▽

//! FILENAME: segment-engine/src/error.rs
//! PURPOSE: Error taxonomy shared by the segment and pivot engines.
//! CONTEXT: Every configuration problem is reported before any record is
//! touched. Errors carry the offending field or token position so the
//! rendering layer can highlight the exact misconfiguration.

use filter_parser::ParseError;
use serde::Serialize;
use thiserror::Error;

#[derive(Error, Debug, Clone, PartialEq, Serialize)]
#[serde(tag = "kind", rename_all = "camelCase")]
pub enum SegmentError {
    /// Invalid or overlapping bucket ranges, bad pivot configuration.
    #[error("Configuration error: {message}")]
    Configuration {
        message: String,
        dimension: Option<String>,
    },

    /// Malformed filter text.
    #[error("Parse error at position {position}: {message}")]
    Parse { message: String, position: usize },

    /// A literal or value that does not fit the declared dimension type.
    #[error("Type mismatch for '{dimension}': expected {expected}, found {found}")]
    TypeMismatch {
        dimension: String,
        expected: String,
        found: String,
        position: Option<usize>,
    },

    #[error("Unknown dimension: '{name}'")]
    UnknownDimension {
        name: String,
        position: Option<usize>,
    },

    /// Cyclic or unresolved metric dependencies, empty metric lists.
    #[error("Computation error: {message}")]
    Computation { message: String },
}

impl SegmentError {
    pub fn config(message: impl Into<String>) -> Self {
        SegmentError::Configuration {
            message: message.into(),
            dimension: None,
        }
    }

    pub fn config_for(dimension: &str, message: impl Into<String>) -> Self {
        SegmentError::Configuration {
            message: message.into(),
            dimension: Some(dimension.to_string()),
        }
    }

    pub fn computation(message: impl Into<String>) -> Self {
        SegmentError::Computation {
            message: message.into(),
        }
    }

    pub fn unknown_dimension(name: &str) -> Self {
        SegmentError::UnknownDimension {
            name: name.to_string(),
            position: None,
        }
    }

    /// Byte offset into the filter text, when the error came from one.
    pub fn position(&self) -> Option<usize> {
        match self {
            SegmentError::Parse { position, .. } => Some(*position),
            SegmentError::TypeMismatch { position, .. }
            | SegmentError::UnknownDimension { position, .. } => *position,
            _ => None,
        }
    }

    /// Attaches a filter position to errors that can carry one.
    pub fn at(self, at: usize) -> Self {
        match self {
            SegmentError::TypeMismatch {
                dimension,
                expected,
                found,
                ..
            } => SegmentError::TypeMismatch {
                dimension,
                expected,
                found,
                position: Some(at),
            },
            SegmentError::UnknownDimension { name, .. } => SegmentError::UnknownDimension {
                name,
                position: Some(at),
            },
            other => other,
        }
    }
}

impl From<ParseError> for SegmentError {
    fn from(err: ParseError) -> Self {
        SegmentError::Parse {
            message: err.message,
            position: err.position,
        }
    }
}

pub type SegmentResult<T> = Result<T, SegmentError>;
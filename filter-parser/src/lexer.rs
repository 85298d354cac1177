//! FILENAME: filter-parser/src/lexer.rs
//! PURPOSE: Scans raw filter text and produces a stream of positioned Tokens.
//! CONTEXT: This is the first stage of the filter pipeline. It handles
//! whitespace skipping, number parsing, quoted strings, backtick-quoted
//! dimension names, keywords and multi-character operators.
//!
//! SUPPORTED OPERATORS:
//! - Single char: = < > - ( ) [ ] ,
//! - Multi char: == != <> <= >=
//! - Keywords (case-insensitive): AND OR CONTAINS IN TRUE FALSE

use crate::token::{Spanned, Token};
use std::iter::Peekable;
use std::str::CharIndices;

pub struct Lexer<'a> {
    input: Peekable<CharIndices<'a>>,
    len: usize,
}

impl<'a> Lexer<'a> {
    pub fn new(input: &'a str) -> Self {
        Lexer {
            input: input.char_indices().peekable(),
            len: input.len(),
        }
    }

    /// Advances the lexer and returns the next token, dropping its position.
    pub fn next_token(&mut self) -> Token {
        self.next_spanned().token
    }

    /// Advances the lexer and returns the next token with its start offset.
    pub fn next_spanned(&mut self) -> Spanned {
        self.skip_whitespace();

        let Some((position, ch)) = self.input.next() else {
            return Spanned {
                token: Token::EOF,
                position: self.len,
            };
        };

        let token = match ch {
            '(' => Token::LParen,
            ')' => Token::RParen,
            '[' => Token::LBracket,
            ']' => Token::RBracket,
            ',' => Token::Comma,
            '-' => Token::Minus,

            // '=' and '=='
            '=' => {
                self.consume_if('=');
                Token::Equals
            }

            // '!=' only; a lone '!' is illegal
            '!' => {
                if self.consume_if('=') {
                    Token::NotEqual
                } else {
                    Token::Illegal('!')
                }
            }

            '<' => self.read_less_than_operator(),
            '>' => self.read_greater_than_operator(),

            '"' | '\'' => self.read_string(ch),
            '`' => self.read_quoted_identifier(),

            c if c.is_ascii_digit() || c == '.' => self.read_number(c),
            c if is_letter(c) => self.read_word(c),

            c => Token::Illegal(c),
        };

        Spanned { token, position }
    }

    /// Collects every token up to and including EOF.
    pub fn tokenize(mut self) -> Vec<Spanned> {
        let mut tokens = Vec::new();
        loop {
            let spanned = self.next_spanned();
            let done = spanned.token == Token::EOF;
            tokens.push(spanned);
            if done {
                return tokens;
            }
        }
    }

    fn skip_whitespace(&mut self) {
        while let Some(&(_, ch)) = self.input.peek() {
            if !ch.is_whitespace() {
                break;
            }
            self.input.next();
        }
    }

    fn consume_if(&mut self, expected: char) -> bool {
        if matches!(self.input.peek(), Some(&(_, ch)) if ch == expected) {
            self.input.next();
            true
        } else {
            false
        }
    }

    /// Handles operators starting with '<': <, <=, <>
    fn read_less_than_operator(&mut self) -> Token {
        if self.consume_if('=') {
            Token::LessEqual
        } else if self.consume_if('>') {
            Token::NotEqual
        } else {
            Token::LessThan
        }
    }

    /// Handles operators starting with '>': >, >=
    fn read_greater_than_operator(&mut self) -> Token {
        if self.consume_if('=') {
            Token::GreaterEqual
        } else {
            Token::GreaterThan
        }
    }

    /// Reads a string closed by the same quote character. A doubled quote
    /// inside the literal stands for one quote character.
    fn read_string(&mut self, quote: char) -> Token {
        let mut result = String::new();
        while let Some((_, ch)) = self.input.next() {
            if ch == quote {
                if self.consume_if(quote) {
                    result.push(quote);
                    continue;
                }
                return Token::String(result);
            }
            result.push(ch);
        }
        Token::UnterminatedString(result)
    }

    /// Reads a backtick-quoted dimension name: `signup date`
    fn read_quoted_identifier(&mut self) -> Token {
        let mut result = String::new();
        while let Some((_, ch)) = self.input.next() {
            if ch == '`' {
                return Token::Identifier(result);
            }
            result.push(ch);
        }
        Token::UnterminatedString(result)
    }

    fn read_number(&mut self, first_char: char) -> Token {
        let mut number_str = String::from(first_char);
        let mut has_dot = first_char == '.';

        while let Some(&(_, ch)) = self.input.peek() {
            if ch.is_ascii_digit() {
                number_str.push(ch);
                self.input.next();
            } else if ch == '.' && !has_dot {
                has_dot = true;
                number_str.push(ch);
                self.input.next();
            } else {
                break;
            }
        }

        match number_str.parse::<f64>() {
            Ok(n) => Token::Number(n),
            // e.g. a lone "."
            Err(_) => Token::Illegal(first_char),
        }
    }

    fn read_word(&mut self, first_char: char) -> Token {
        let mut word = String::from(first_char);

        while let Some(&(_, ch)) = self.input.peek() {
            // '.' supports dotted names like "profile.country".
            if is_letter(ch) || ch.is_ascii_digit() || ch == '.' {
                word.push(ch);
                self.input.next();
            } else {
                break;
            }
        }

        match word.to_ascii_uppercase().as_str() {
            "AND" => Token::And,
            "OR" => Token::Or,
            "CONTAINS" => Token::Contains,
            "IN" => Token::In,
            "TRUE" => Token::Boolean(true),
            "FALSE" => Token::Boolean(false),
            // Dimension names are case-sensitive, so no normalization here.
            _ => Token::Identifier(word),
        }
    }
}

/// Returns true if `ch` can start a word.
fn is_letter(ch: char) -> bool {
    ch.is_alphabetic() || ch == '_'
}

△

● **Problem description**: For the word "Option", say how many lines of the records above contain it. Reply with the number alone.

● **Answer box**: 4